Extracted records
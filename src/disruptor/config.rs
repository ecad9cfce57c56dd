//! Pipeline Configuration
//!
//! Serializable settings for building a [`Pipeline`](crate::disruptor::Pipeline):
//! ring size, producer arity, wait strategy and its tuning, and the size of the
//! sequence arena. Missing fields take their defaults, so `{}` is a valid config.

use crate::disruptor::{
    is_power_of_two, DisruptorError, ProducerType, Result, SleepingWaitStrategy, WaitStrategy,
    WaitStrategyType,
};
use serde::{Deserialize, Serialize};
use std::path::Path;
use std::sync::Arc;
use tracing::warn;

/// Main pipeline configuration
#[derive(Debug, Clone, PartialEq, Eq, Serialize, Deserialize)]
#[serde(default)]
pub struct DisruptorConfig {
    /// Number of ring slots; must be a power of two
    pub buffer_size: usize,

    /// Single or multiple producer threads
    pub producer_type: ProducerType,

    /// How consumers wait for progress
    pub wait_strategy: WaitStrategyType,

    /// Misses absorbed before the sleeping strategy starts to sleep
    pub sleep_retries: u32,

    /// Sleep interval of the sleeping strategy, in nanoseconds
    pub sleep_nanos: u64,

    /// Number of sequences (cursor plus one per consumer) the arena can hold
    pub arena_capacity: usize,
}

impl Default for DisruptorConfig {
    fn default() -> Self {
        Self {
            buffer_size: 1024,
            producer_type: ProducerType::Multi,
            wait_strategy: WaitStrategyType::Blocking,
            sleep_retries: SleepingWaitStrategy::DEFAULT_RETRIES,
            sleep_nanos: SleepingWaitStrategy::DEFAULT_SLEEP_NANOS,
            arena_capacity: 64,
        }
    }
}

impl DisruptorConfig {
    /// Parse a configuration from JSON and validate it
    ///
    /// # Errors
    /// Returns `DisruptorError::ConfigParse` for malformed JSON, or
    /// `DisruptorError::Config` if a value is out of range
    pub fn from_json_str(json: &str) -> Result<Self> {
        let config: Self = serde_json::from_str(json)?;
        config.validate()?;
        Ok(config)
    }

    /// Read and parse a JSON configuration file
    ///
    /// # Errors
    /// Returns `DisruptorError::Io` if the file cannot be read, otherwise as
    /// [`from_json_str`](Self::from_json_str)
    pub fn from_json_file(path: impl AsRef<Path>) -> Result<Self> {
        let content = std::fs::read_to_string(path.as_ref())?;
        Self::from_json_str(&content)
    }

    /// Validate the configuration
    pub fn validate(&self) -> Result<()> {
        if !is_power_of_two(self.buffer_size) {
            return Err(self.invalid(format!(
                "buffer_size must be a power of 2, got {}",
                self.buffer_size
            )));
        }

        // Cursor plus at least one consumer
        if self.arena_capacity < 2 {
            return Err(self.invalid(format!(
                "arena_capacity must be at least 2, got {}",
                self.arena_capacity
            )));
        }

        if self.wait_strategy == WaitStrategyType::Sleep && self.sleep_nanos == 0 {
            return Err(self.invalid("sleep_nanos must be greater than 0".to_string()));
        }

        Ok(())
    }

    fn invalid(&self, message: String) -> DisruptorError {
        warn!(config = ?self, "{message}");
        DisruptorError::Config(message)
    }

    /// Build the configured wait strategy
    pub fn wait_strategy(&self) -> Arc<dyn WaitStrategy> {
        match self.wait_strategy {
            WaitStrategyType::Sleep => Arc::new(SleepingWaitStrategy::with_settings(
                self.sleep_retries,
                self.sleep_nanos,
            )),
            other => other.create(),
        }
    }
}
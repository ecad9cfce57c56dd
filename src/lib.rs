//! `SeqRing` - Lock-free sequencing core
//!
//! A Rust implementation of the LMAX Disruptor coordination core: a pre-allocated
//! ring of events, producers that claim and publish sequence numbers, and consumers
//! that wait on barriers and process events in batches.
//!
//! ## Features
//!
//! - **Lock-free claiming**: single producer claims are plain stores, multi producer
//!   claims are one fetch-add
//! - **Zero-allocation**: every event is created up front by an [`EventFactory`]
//! - **Dependency graphs**: consumers can gate on the producers or on other consumers
//! - **Pluggable waiting**: busy-spin, yield, sleep, adaptive and blocking strategies
//!
//! ## Quick Start
//!
//! ```rust
//! use seqring::{
//!     DefaultEventFactory, EventHandler, Pipeline, ProducerType, ThreadBuilder,
//!     WaitStrategyType,
//! };
//!
//! #[derive(Debug, Default)]
//! struct MyEvent {
//!     value: u64,
//! }
//!
//! #[derive(Default)]
//! struct Summer {
//!     total: u64,
//! }
//!
//! impl EventHandler<MyEvent> for Summer {
//!     fn on_event(&mut self, event: &MyEvent, _sequence: u64, _end_of_batch: bool) -> anyhow::Result<()> {
//!         self.total += event.value;
//!         Ok(())
//!     }
//! }
//!
//! let pipeline = Pipeline::new(
//!     1024,
//!     ProducerType::Single,
//!     WaitStrategyType::Blocking,
//!     DefaultEventFactory::<MyEvent>::new(),
//!     8,
//! )
//! .unwrap();
//!
//! let processor = pipeline.handle_events_with(Summer::default()).unwrap();
//! let halt = processor.halt_handle();
//! let cursor_id = processor.cursor_id();
//! let thread = ThreadBuilder::new()
//!     .thread_name("summer")
//!     .spawn_processor(processor)
//!     .unwrap();
//!
//! let mut last = 0;
//! for value in 1..=10 {
//!     last = pipeline.publish_with(|event, _| event.value = value).unwrap();
//! }
//! while pipeline.arena().get(cursor_id).get() < last {
//!     std::thread::yield_now();
//! }
//!
//! halt.halt();
//! let (outcome, summer) = thread.join().unwrap();
//! outcome.unwrap();
//! assert_eq!(summer.total, 55);
//! ```
//!
//! ## Architecture
//!
//! - **`RingBuffer`**: pre-allocated circular array of events
//! - **`Sequence`**: padded atomic progress counter, stored in a `SequenceArena`
//! - **`Sequencer`**: claims and publishes slots (single or multi producer)
//! - **`SequenceBarrier`**: tells a consumer how far it may read
//! - **`WaitStrategy`**: how a consumer waits when nothing is available
//! - **`BatchEventProcessor`**: runs an `EventHandler` loop over a barrier
//! - **`Pipeline`**: wires the pieces above together

pub mod disruptor;

pub use disruptor::{
    create_sequencer,
    event_factory,
    initial_sequence_value,
    is_power_of_two,
    AdaptiveWaitStrategy,
    AlertFlag,
    Alerted,
    BatchEventProcessor,
    BlockingWaitStrategy,
    BusySpinWaitStrategy,
    ClosureEventFactory,
    ClosureEventHandler,
    DefaultEventFactory,
    DisruptorConfig,
    DisruptorError,
    EventFactory,
    EventHandler,
    HaltHandle,
    ManagedThread,
    MultiProducerSequencer,
    NoOpEventHandler,
    Pipeline,
    ProcessingSequenceBarrier,
    ProcessorState,
    ProducerType,
    Result,
    RingBuffer,
    Sequence,
    SequenceArena,
    SequenceBarrier,
    SequenceId,
    Sequencer,
    SingleProducerSequencer,
    SleepingWaitStrategy,
    ThreadBuilder,
    WaitStrategy,
    WaitStrategyType,
    YieldingWaitStrategy,
};

/// Version information
pub const VERSION: &str = env!("CARGO_PKG_VERSION");

/// Get the version of the `SeqRing` library
#[must_use]
pub fn version() -> &'static str {
    VERSION
}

- [Aim of the exercise]:
Bring together every line in the entries that holds the string "MyEvent".

- [Reply]:
//! struct MyEvent {
//! impl EventHandler<MyEvent> for Summer {
//!     fn on_event(&mut self, event: &MyEvent, _sequence: u64, _end_of_batch: bool) -> anyhow::Result<()> {
//!     DefaultEventFactory::<MyEvent>::new(),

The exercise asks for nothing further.